Jeudi le 8 Septembre 2005

Elkem bluffe, affirme le maire Tremblay

CHICOUTIMI (LT)- Le maire de Saguenay Jean Tremblay croit qu’Elkem métal bluffe et est prêt à pousser jusqu’à la limite la demande des riverains du lac Kénogami dont les impacts, selon la direction de l’entreprise, pourraient entraîner sa fermeture et la perte de 60 emplois.
Après sa rencontre avec les dirigeants de l’Association de protection du lac Kénogami (APLK), le maire de Saguenay s’est fait le grand défenseur les riverains en affirmant qu’il était temps de régler ce litige. Évidemment, il tente de minimiser la dernière sortie publique d’Elkem métal quant à l’avenir des ses installations situées en bordure de la rivière Chicoutimi. Interrogé à savoir s’il choisissait la position des riverains au détriment des emplois d’Elkem, ou même s’il était prêt à répondre au bluff d’Elkem, Jean Tremblay a été catégorique et surtout directif: « Je sais que c’est ce que vous souhaiteriez écrire mais je n’ai jamais dit ça. Ils ne fermeront pas.
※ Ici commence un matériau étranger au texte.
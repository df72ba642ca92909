#[cfg(feature = "server")]
use actix_cors::Cors;
#[cfg(feature = "server")]
use actix_web::{App, HttpServer, middleware, web};

#[cfg(feature = "server")]
use crate::models::config::ServerConfig;
use crate::repository::RandomUserRepository;
#[cfg(feature = "server")]
use crate::repository::errors::RepositoryResult;
#[cfg(feature = "server")]
use crate::repository::{CacheOptions, FileThemeStore};
use crate::repository::QueryCache;

pub mod domain;
pub mod error_conversions;
pub mod models;
pub mod pagination;
pub mod repository;
pub mod table;

#[cfg(feature = "server")]
pub mod dto;
#[cfg(feature = "server")]
pub mod forms;
#[cfg(feature = "server")]
pub mod routes;
#[cfg(feature = "server")]
pub mod services;

/// Cache over the random-user source shared by the HTTP handlers.
pub type ClientCache = QueryCache<RandomUserRepository>;

/// Builds the random-user reader and wraps it in a cache tuned by `server_config`.
#[cfg(feature = "server")]
pub fn build_cache(server_config: &ServerConfig) -> RepositoryResult<ClientCache> {
    let repo = RandomUserRepository::new(
        server_config.source_url.as_str(),
        server_config.seed.as_str(),
        server_config.request_timeout(),
    )?;

    Ok(QueryCache::with_options(
        repo,
        CacheOptions {
            stale_after: server_config.stale_after(),
            retry_attempts: server_config.retry_attempts,
            gc_after: server_config.gc_after(),
        },
    ))
}

/// Builds and runs the Actix-Web HTTP server using the provided configuration.
#[cfg(feature = "server")]
pub async fn run(server_config: ServerConfig) -> std::io::Result<()> {
    let cache = build_cache(&server_config).map_err(|e| {
        std::io::Error::other(format!("Failed to build random-user client: {e}"))
    })?;
    let cache = web::Data::new(cache);

    let themes = web::Data::new(FileThemeStore::new(server_config.preferences_path.clone()));

    let bind_address = (server_config.address.clone(), server_config.port);
    log::info!(
        "Serving clients from {} on {}:{}",
        server_config.source_url,
        bind_address.0,
        bind_address.1
    );

    HttpServer::new(move || {
        App::new()
            .wrap(Cors::permissive())
            .wrap(middleware::Compress::default())
            .wrap(middleware::Logger::default())
            .configure(routes::configure)
            .app_data(cache.clone())
            .app_data(themes.clone())
    })
    .bind(bind_address)?
    .run()
    .await
}
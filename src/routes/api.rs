use actix_web::{HttpResponse, Responder, get, web};
use log::error;

use crate::ClientCache;
use crate::forms::clients::ClientsQueryForm;
use crate::routes::service_error_response;
use crate::services::clients::{get_client_profile, list_clients};

#[get("/v1/clients")]
pub async fn api_v1_clients(
    params: web::Query<ClientsQueryForm>,
    cache: web::Data<ClientCache>,
) -> impl Responder {
    match list_clients(cache.get_ref(), params.into_inner()).await {
        Ok(response) => HttpResponse::Ok().json(response),
        Err(e) => {
            error!("Failed to list clients: {e}");
            service_error_response(&e)
        }
    }
}

/// Profile of one client from the page named by the query parameters.
#[get("/v1/clients/{client_id}")]
pub async fn api_v1_client(
    client_id: web::Path<String>,
    params: web::Query<ClientsQueryForm>,
    cache: web::Data<ClientCache>,
) -> impl Responder {
    let client_id = client_id.into_inner();
    match get_client_profile(cache.get_ref(), &client_id, params.into_inner()).await {
        Ok(profile) => HttpResponse::Ok().json(profile),
        Err(e) => {
            error!("Failed to load client {client_id}: {e}");
            service_error_response(&e)
        }
    }
}
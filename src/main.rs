use dotenvy::dotenv;

use client_roster::models::config::load_server_config;

#[actix_web::main]
async fn main() -> std::io::Result<()> {
    dotenv().ok(); // Load .env file
    env_logger::init_from_env(env_logger::Env::default().default_filter_or("info"));

    let server_config = match load_server_config() {
        Ok(server_config) => server_config,
        Err(err) => {
            log::error!("Error loading server config: {}", err);
            std::process::exit(1);
        }
    };

    client_roster::run(server_config).await
}
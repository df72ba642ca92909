use serde::Serialize;

use crate::domain::types::{PageNumber, PageSize};

/// Page links around `current_page`: `Some(n)` is a link, `None` an ellipsis.
fn get_pages(
    total_pages: usize,
    current_page: usize,
    left_edge: usize,
    left_current: usize,
    right_current: usize,
    right_edge: usize,
) -> Vec<Option<usize>> {
    let last_page = total_pages;

    if last_page == 0 {
        return vec![];
    }

    let mut pages = Vec::new();

    let left_end = (1 + left_edge).min(last_page + 1);
    pages.extend((1..left_end).map(Some));

    let mid_start = left_end.max(current_page.saturating_sub(left_current));
    let mid_end = (current_page + right_current + 1).min(last_page + 1);

    if mid_start > left_end {
        pages.push(None);
    }
    pages.extend((mid_start..mid_end).map(Some));

    let right_start = mid_end.max(last_page.saturating_sub(right_edge) + 1);

    if right_start > mid_end {
        pages.push(None);
    }
    pages.extend((right_start..=last_page).map(Some));

    pages
}

/// One page of rows plus what the pagination controls need.
#[derive(Debug, Serialize)]
pub struct Paginated<T> {
    pub items: Vec<T>,
    pub pages: Vec<Option<usize>>,
    pub page: u32,
    pub page_size: u32,
    /// Total reported by the source, not the number of `items`.
    pub total: usize,
    pub has_previous: bool,
    pub has_next: bool,
}

impl<T> Paginated<T> {
    /// `fetched` is how many records the source delivered for this page.
    ///
    /// A `total` no larger than one page carries no information about later
    /// pages (the random-user service reports the page's own count), so the
    /// listing is then open-ended: a full page implies a next one.
    pub fn new(
        items: Vec<T>,
        page: PageNumber,
        page_size: PageSize,
        total: usize,
        fetched: usize,
    ) -> Self {
        let size = page_size.as_usize();
        let current = page.get() as usize;

        let (total_pages, has_next) = if total > size {
            let total_pages = total.div_ceil(size);
            (total_pages.max(current), current < total_pages)
        } else {
            let has_next = fetched >= size;
            (current + usize::from(has_next), has_next)
        };

        Self {
            items,
            pages: get_pages(total_pages, current, 2, 2, 4, 2),
            page: page.get(),
            page_size: page_size.get(),
            total,
            has_previous: current > 1,
            has_next,
        }
    }
}
use thiserror::Error;

#[derive(Debug, Clone, Error, PartialEq, Eq)]
pub enum RepositoryError {
    #[error("Network unavailable: {0}")]
    NetworkUnavailable(String),

    #[error("Remote source responded with {status}: {message}")]
    RemoteError { status: u16, message: String },

    #[error("Transform error: {0}")]
    TransformError(String),

    #[error("Malformed record: missing {0}")]
    MalformedRecord(&'static str),

    #[error("Storage error: {0}")]
    Storage(String),

    #[error("Validation error: {0}")]
    ValidationError(String),

    #[error("Unexpected error: {0}")]
    Unexpected(String),
}

pub type RepositoryResult<T> = Result<T, RepositoryError>;

impl RepositoryError {
    /// Whether another attempt at the same fetch could succeed.
    pub fn is_retryable(&self) -> bool {
        matches!(
            self,
            RepositoryError::NetworkUnavailable(_) | RepositoryError::RemoteError { .. }
        )
    }
}

impl From<reqwest::Error> for RepositoryError {
    fn from(err: reqwest::Error) -> Self {
        if err.is_connect() || err.is_timeout() {
            return RepositoryError::NetworkUnavailable(err.to_string());
        }

        if let Some(status) = err.status() {
            return RepositoryError::RemoteError {
                status: status.as_u16(),
                message: err.to_string(),
            };
        }

        if err.is_decode() {
            return RepositoryError::TransformError(format!("Response decode error: {err}"));
        }

        if err.is_request() {
            return RepositoryError::NetworkUnavailable(err.to_string());
        }

        RepositoryError::Unexpected(format!("Unexpected HTTP error: {err}"))
    }
}

impl From<serde_json::Error> for RepositoryError {
    fn from(err: serde_json::Error) -> Self {
        RepositoryError::TransformError(format!("Serialization error: {err}"))
    }
}

impl From<std::io::Error> for RepositoryError {
    fn from(err: std::io::Error) -> Self {
        RepositoryError::Storage(err.to_string())
    }
}
use actix_web::{HttpResponse, Responder, get, put, web};
use log::error;

use crate::dto::api::ThemeResponse;
use crate::forms::preferences::ThemeForm;
use crate::repository::FileThemeStore;
use crate::routes::service_error_response;
use crate::services::preferences::{load_theme, save_theme};

#[get("/v1/preferences/theme")]
pub async fn api_v1_get_theme(store: web::Data<FileThemeStore>) -> impl Responder {
    match load_theme(store.get_ref()) {
        Ok(theme) => HttpResponse::Ok().json(ThemeResponse { theme }),
        Err(e) => {
            error!("Failed to load theme: {e}");
            service_error_response(&e)
        }
    }
}

#[put("/v1/preferences/theme")]
pub async fn api_v1_put_theme(
    form: web::Json<ThemeForm>,
    store: web::Data<FileThemeStore>,
) -> impl Responder {
    match save_theme(store.get_ref(), form.into_inner()) {
        Ok(theme) => HttpResponse::Ok().json(ThemeResponse { theme }),
        Err(e) => {
            error!("Failed to save theme: {e}");
            service_error_response(&e)
        }
    }
}
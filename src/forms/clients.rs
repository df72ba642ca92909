use serde::Deserialize;
use validator::Validate;

use crate::domain::types::{PageNumber, PageSize};
use crate::forms::FormError;
use crate::repository::ClientListQuery;
use crate::table::column::ColumnKey;
use crate::table::sort::SortSpec;

#[derive(Debug, Default, Deserialize, Validate)]
/// Query string of the client listing endpoint.
pub struct ClientsQueryForm {
    #[validate(range(min = 1))]
    pub page: Option<u32>,
    pub page_size: Option<u32>,
    /// Keyword applied by the fetcher across every field of the page.
    #[validate(length(max = 100))]
    pub search: Option<String>,
    /// Table filter across the visible columns.
    #[validate(length(max = 100))]
    pub filter: Option<String>,
    /// `column` or `-column`.
    pub sort: Option<String>,
    #[validate(length(max = 100))]
    pub first_name: Option<String>,
    #[validate(length(max = 100))]
    pub last_name: Option<String>,
    #[validate(length(max = 100))]
    pub email: Option<String>,
    #[validate(length(max = 100))]
    pub status: Option<String>,
    #[validate(length(max = 100))]
    pub phone: Option<String>,
    #[validate(length(max = 100))]
    pub city: Option<String>,
    #[validate(length(max = 100))]
    pub country: Option<String>,
}

/// Validated listing request.
#[derive(Debug)]
pub struct ClientListPayload {
    pub query: ClientListQuery,
    pub global_filter: Option<String>,
    pub column_filters: Vec<(ColumnKey, String)>,
}

impl ClientsQueryForm {
    fn column_filters(&self) -> Vec<(ColumnKey, String)> {
        [
            (ColumnKey::FirstName, &self.first_name),
            (ColumnKey::LastName, &self.last_name),
            (ColumnKey::Email, &self.email),
            (ColumnKey::Status, &self.status),
            (ColumnKey::Phone, &self.phone),
            (ColumnKey::City, &self.city),
            (ColumnKey::Country, &self.country),
        ]
        .into_iter()
        .filter_map(|(key, value)| value.as_ref().map(|v| (key, v.clone())))
        .collect()
    }
}

impl TryFrom<ClientsQueryForm> for ClientListPayload {
    type Error = FormError;

    fn try_from(form: ClientsQueryForm) -> Result<Self, Self::Error> {
        form.validate()?;

        let page = match form.page {
            Some(page) => PageNumber::new(page).map_err(|e| FormError::InvalidPage(e.to_string()))?,
            None => PageNumber::default(),
        };
        let page_size = match form.page_size {
            Some(size) => {
                PageSize::new(size).map_err(|e| FormError::InvalidPageSize(e.to_string()))?
            }
            None => PageSize::default(),
        };
        let sort = form
            .sort
            .as_deref()
            .filter(|s| !s.trim().is_empty())
            .map(str::parse::<SortSpec>)
            .transpose()
            .map_err(|e| FormError::InvalidSort(e.to_string()))?;

        let column_filters = form.column_filters();
        let query = ClientListQuery::new(page, page_size)
            .search(form.search.unwrap_or_default())
            .sort(sort);

        Ok(Self {
            query,
            global_filter: form.filter,
            column_filters,
        })
    }
}
//! Error conversion glue between layers.
//!
//! The domain layer must not depend on service or repository error types, so
//! the conversions out of [`TypeConstraintError`] live here.

use crate::domain::types::TypeConstraintError;
use crate::repository::errors::RepositoryError;
#[cfg(feature = "server")]
use crate::services::ServiceError;

#[cfg(feature = "server")]
impl From<TypeConstraintError> for ServiceError {
    fn from(val: TypeConstraintError) -> Self {
        ServiceError::TypeConstraint(val.to_string())
    }
}

impl From<TypeConstraintError> for RepositoryError {
    fn from(val: TypeConstraintError) -> Self {
        RepositoryError::ValidationError(val.to_string())
    }
}
//! Memoizing layer in front of a [`ClientReader`].
//!
//! Pages are keyed by [`FetchKey`]. Each key owns an async slot lock, so at
//! most one fetch per key runs at a time; callers that queued behind a fetch
//! receive its outcome instead of issuing their own request. Slots left
//! unused for longer than [`CacheOptions::gc_after`] are swept whenever a new
//! key is inserted.

use std::collections::HashMap;
use std::sync::atomic::{AtomicU64, Ordering};
use std::sync::{Arc, Mutex, PoisonError};
use std::time::{Duration, Instant};

use tokio::sync::Mutex as AsyncMutex;

use crate::domain::client::ClientPage;
use crate::repository::errors::{RepositoryError, RepositoryResult};
use crate::repository::{ClientListQuery, ClientReader, FetchKey};

pub const DEFAULT_STALE_AFTER: Duration = Duration::from_secs(5 * 60);
pub const DEFAULT_RETRY_ATTEMPTS: u32 = 1;
pub const DEFAULT_GC_AFTER: Duration = Duration::from_secs(10 * 60);

#[derive(Debug, Clone, Copy)]
pub struct CacheOptions {
    /// Age after which an entry is refetched on next access.
    pub stale_after: Duration,
    /// Extra attempts for retryable failures.
    pub retry_attempts: u32,
    /// Idle time after which an unused entry is dropped.
    pub gc_after: Duration,
}

impl Default for CacheOptions {
    fn default() -> Self {
        Self {
            stale_after: DEFAULT_STALE_AFTER,
            retry_attempts: DEFAULT_RETRY_ATTEMPTS,
            gc_after: DEFAULT_GC_AFTER,
        }
    }
}

/// Observable state of one cache key.
#[derive(Debug, Clone, PartialEq, Eq)]
pub enum QueryState {
    /// Never requested (or invalidated).
    Idle,
    Loading,
    Fresh,
    Stale,
    Failed(String),
}

#[derive(Debug)]
struct CachedPage {
    page: ClientPage,
    stored_at: Instant,
}

#[derive(Debug, Default)]
struct SlotState {
    cached: Option<CachedPage>,
    last_error: Option<RepositoryError>,
}

/// Lock-free mirror of [`SlotState`] for [`QueryCache::state`].
#[derive(Debug, Default)]
struct SlotStatus {
    loading: bool,
    stored_at: Option<Instant>,
    last_error: Option<String>,
    last_used: Option<Instant>,
}

#[derive(Debug, Default)]
struct Slot {
    state: AsyncMutex<SlotState>,
    completions: AtomicU64,
    status: Mutex<SlotStatus>,
}

impl Slot {
    fn status(&self) -> std::sync::MutexGuard<'_, SlotStatus> {
        self.status.lock().unwrap_or_else(PoisonError::into_inner)
    }

    fn touch(&self) {
        self.status().last_used = Some(Instant::now());
    }

    fn is_collectable(&self, gc_after: Duration) -> bool {
        let status = self.status();
        !status.loading && status.last_used.is_none_or(|at| at.elapsed() >= gc_after)
    }

    fn reset(&self, state: &mut SlotState) {
        state.cached = None;
        state.last_error = None;
        let mut status = self.status();
        status.stored_at = None;
        status.last_error = None;
    }

    fn snapshot(&self, stale_after: Duration) -> QueryState {
        let status = self.status();
        if status.loading {
            return QueryState::Loading;
        }
        if let Some(message) = &status.last_error {
            return QueryState::Failed(message.clone());
        }
        match status.stored_at {
            Some(at) if at.elapsed() < stale_after => QueryState::Fresh,
            Some(_) => QueryState::Stale,
            None => QueryState::Idle,
        }
    }
}

/// Clears the loading flag even when the fetching future is dropped.
struct LoadingGuard<'a> {
    slot: &'a Slot,
    completed: bool,
}

impl<'a> LoadingGuard<'a> {
    fn start(slot: &'a Slot) -> Self {
        slot.status().loading = true;
        Self {
            slot,
            completed: false,
        }
    }
}

impl Drop for LoadingGuard<'_> {
    fn drop(&mut self) {
        self.slot.status().loading = false;
        // a cancelled fetch has no outcome to share with queued callers
        if self.completed {
            self.slot.completions.fetch_add(1, Ordering::Release);
        }
    }
}

pub struct QueryCache<R> {
    reader: R,
    options: CacheOptions,
    slots: Mutex<HashMap<FetchKey, Arc<Slot>>>,
}

impl<R> QueryCache<R>
where
    R: ClientReader,
{
    pub fn new(reader: R) -> Self {
        Self::with_options(reader, CacheOptions::default())
    }

    pub fn with_options(reader: R, options: CacheOptions) -> Self {
        Self {
            reader,
            options,
            slots: Mutex::new(HashMap::new()),
        }
    }

    pub fn reader(&self) -> &R {
        &self.reader
    }

    fn slots(&self) -> std::sync::MutexGuard<'_, HashMap<FetchKey, Arc<Slot>>> {
        self.slots.lock().unwrap_or_else(PoisonError::into_inner)
    }

    fn slot(&self, key: &FetchKey) -> Arc<Slot> {
        let mut slots = self.slots();
        if let Some(slot) = slots.get(key) {
            return slot.clone();
        }

        let gc_after = self.options.gc_after;
        let before = slots.len();
        // entries still held by a caller are in use
        slots.retain(|_, slot| Arc::strong_count(slot) > 1 || !slot.is_collectable(gc_after));
        if slots.len() < before {
            log::debug!("Dropped {} unused cache entries", before - slots.len());
        }

        let slot = Arc::new(Slot::default());
        slots.insert(key.clone(), slot.clone());
        slot
    }

    /// Returns the page for `query`, fetching it when missing or stale.
    pub async fn get(&self, query: &ClientListQuery) -> RepositoryResult<ClientPage> {
        let key = query.fetch_key();
        let slot = self.slot(&key);
        slot.touch();

        let seen = slot.completions.load(Ordering::Acquire);
        let mut state = slot.state.lock().await;

        if slot.completions.load(Ordering::Acquire) != seen {
            // A fetch for this key finished while we were queued; share its outcome.
            if let Some(err) = &state.last_error {
                return Err(err.clone());
            }
            if let Some(cached) = &state.cached {
                return Ok(cached.page.clone());
            }
        }

        if let Some(cached) = &state.cached {
            if cached.stored_at.elapsed() < self.options.stale_after {
                log::debug!("Cache hit for clients page {}", key.page);
                return Ok(cached.page.clone());
            }
            log::debug!("Cached clients page {} is stale, refetching", key.page);
        }

        let mut guard = LoadingGuard::start(&slot);
        let result = self.fetch_with_retry(&ClientListQuery::from(&key)).await;

        let outcome = match result {
            Ok(page) => {
                let stored_at = Instant::now();
                state.cached = Some(CachedPage {
                    page: page.clone(),
                    stored_at,
                });
                state.last_error = None;
                let mut status = slot.status();
                status.stored_at = Some(stored_at);
                status.last_error = None;
                Ok(page)
            }
            Err(err) => {
                state.last_error = Some(err.clone());
                slot.status().last_error = Some(err.to_string());
                Err(err)
            }
        };

        guard.completed = true;
        drop(guard);
        outcome
    }

    async fn fetch_with_retry(&self, query: &ClientListQuery) -> RepositoryResult<ClientPage> {
        let mut attempt = 0;
        loop {
            match self.reader.fetch_clients(query).await {
                Ok(page) => return Ok(page),
                Err(err) if err.is_retryable() && attempt < self.options.retry_attempts => {
                    attempt += 1;
                    log::warn!(
                        "Fetching clients page {} failed, retrying ({attempt}/{}): {err}",
                        query.page,
                        self.options.retry_attempts
                    );
                }
                Err(err) => return Err(err),
            }
        }
    }

    /// Cached page for `query` regardless of staleness, without fetching.
    pub async fn peek(&self, query: &ClientListQuery) -> Option<ClientPage> {
        let slot = self.slots().get(&query.fetch_key()).cloned()?;
        let state = slot.state.lock().await;
        state.cached.as_ref().map(|cached| cached.page.clone())
    }

    pub fn state(&self, query: &ClientListQuery) -> QueryState {
        match self.slots().get(&query.fetch_key()) {
            Some(slot) => slot.snapshot(self.options.stale_after),
            None => QueryState::Idle,
        }
    }

    /// Forgets the cached outcome for `query`.
    ///
    /// Waits for a fetch in flight for the same key, so the next `get` never
    /// races it with a second request.
    pub async fn invalidate(&self, query: &ClientListQuery) {
        let Some(slot) = self.slots().get(&query.fetch_key()).cloned() else {
            return;
        };
        let mut state = slot.state.lock().await;
        slot.reset(&mut state);
    }

    pub async fn clear(&self) {
        let slots: Vec<Arc<Slot>> = self.slots().values().cloned().collect();
        for slot in slots {
            let mut state = slot.state.lock().await;
            slot.reset(&mut state);
        }
    }
}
Ils sont en négociation et si j’étais à leur place, je ferais certainement la même chose.» Quant à sa présence à la table des négociations, le maire Jean Tremblay a lancé la balle dans le camp de la ministre responsable de la région, Françoise Gauthier. Mais le maire est conscient qu’il se fait déjà tard. Il a été informé de l’avancement des discussions mais n’a fait état d’aucun élément en rapport avec le contenu du prochain bail.
Le maire de Saguenay croit qu’il  serait en mesure  de trouver la solution idéale qui rencontrerait des intérêts des riverains et de l’entreprise. Il a rappelé qu’à plusieurs reprises il était parvenu à trouver des solutions à des litiges à l’hôtel de ville. « On va trouver un moyen», propose le maire comme prochain slogan à l’image de ce qu’il voudrait faire à la table des négociations. Jean Tremblay ne se préoccupe pas plus qu’il le faut des questions de juridiction. Le fait que les ressources naturelles soient de responsabilité exclusive des provinces ne semble pas l’embêter. À ce titre, il signale que les municipalités oeuvrent dans des domaines de juridiction provinciale comme la culture en plus du fait que les municipalités sont des  créatures des provinces.

Satisfaction  

Les dirigeants de l’Association de protection du lac Kénogarni  (APLK), sont sortis enchantés de la rencontre avec le maire Jean  Tremblay dans le dossier Elkem métal. Le président de l’association, Louis pilote, affirmait qu’il avait vraiment eu l’impression d’avoir  l’oreille du maire. Dans ce contexte, il croit que ce dernier doit  être invité à la table des négociations qui se déroulent en ce moment entre Elkem et les fonctionnaires du gouvernement du Québec.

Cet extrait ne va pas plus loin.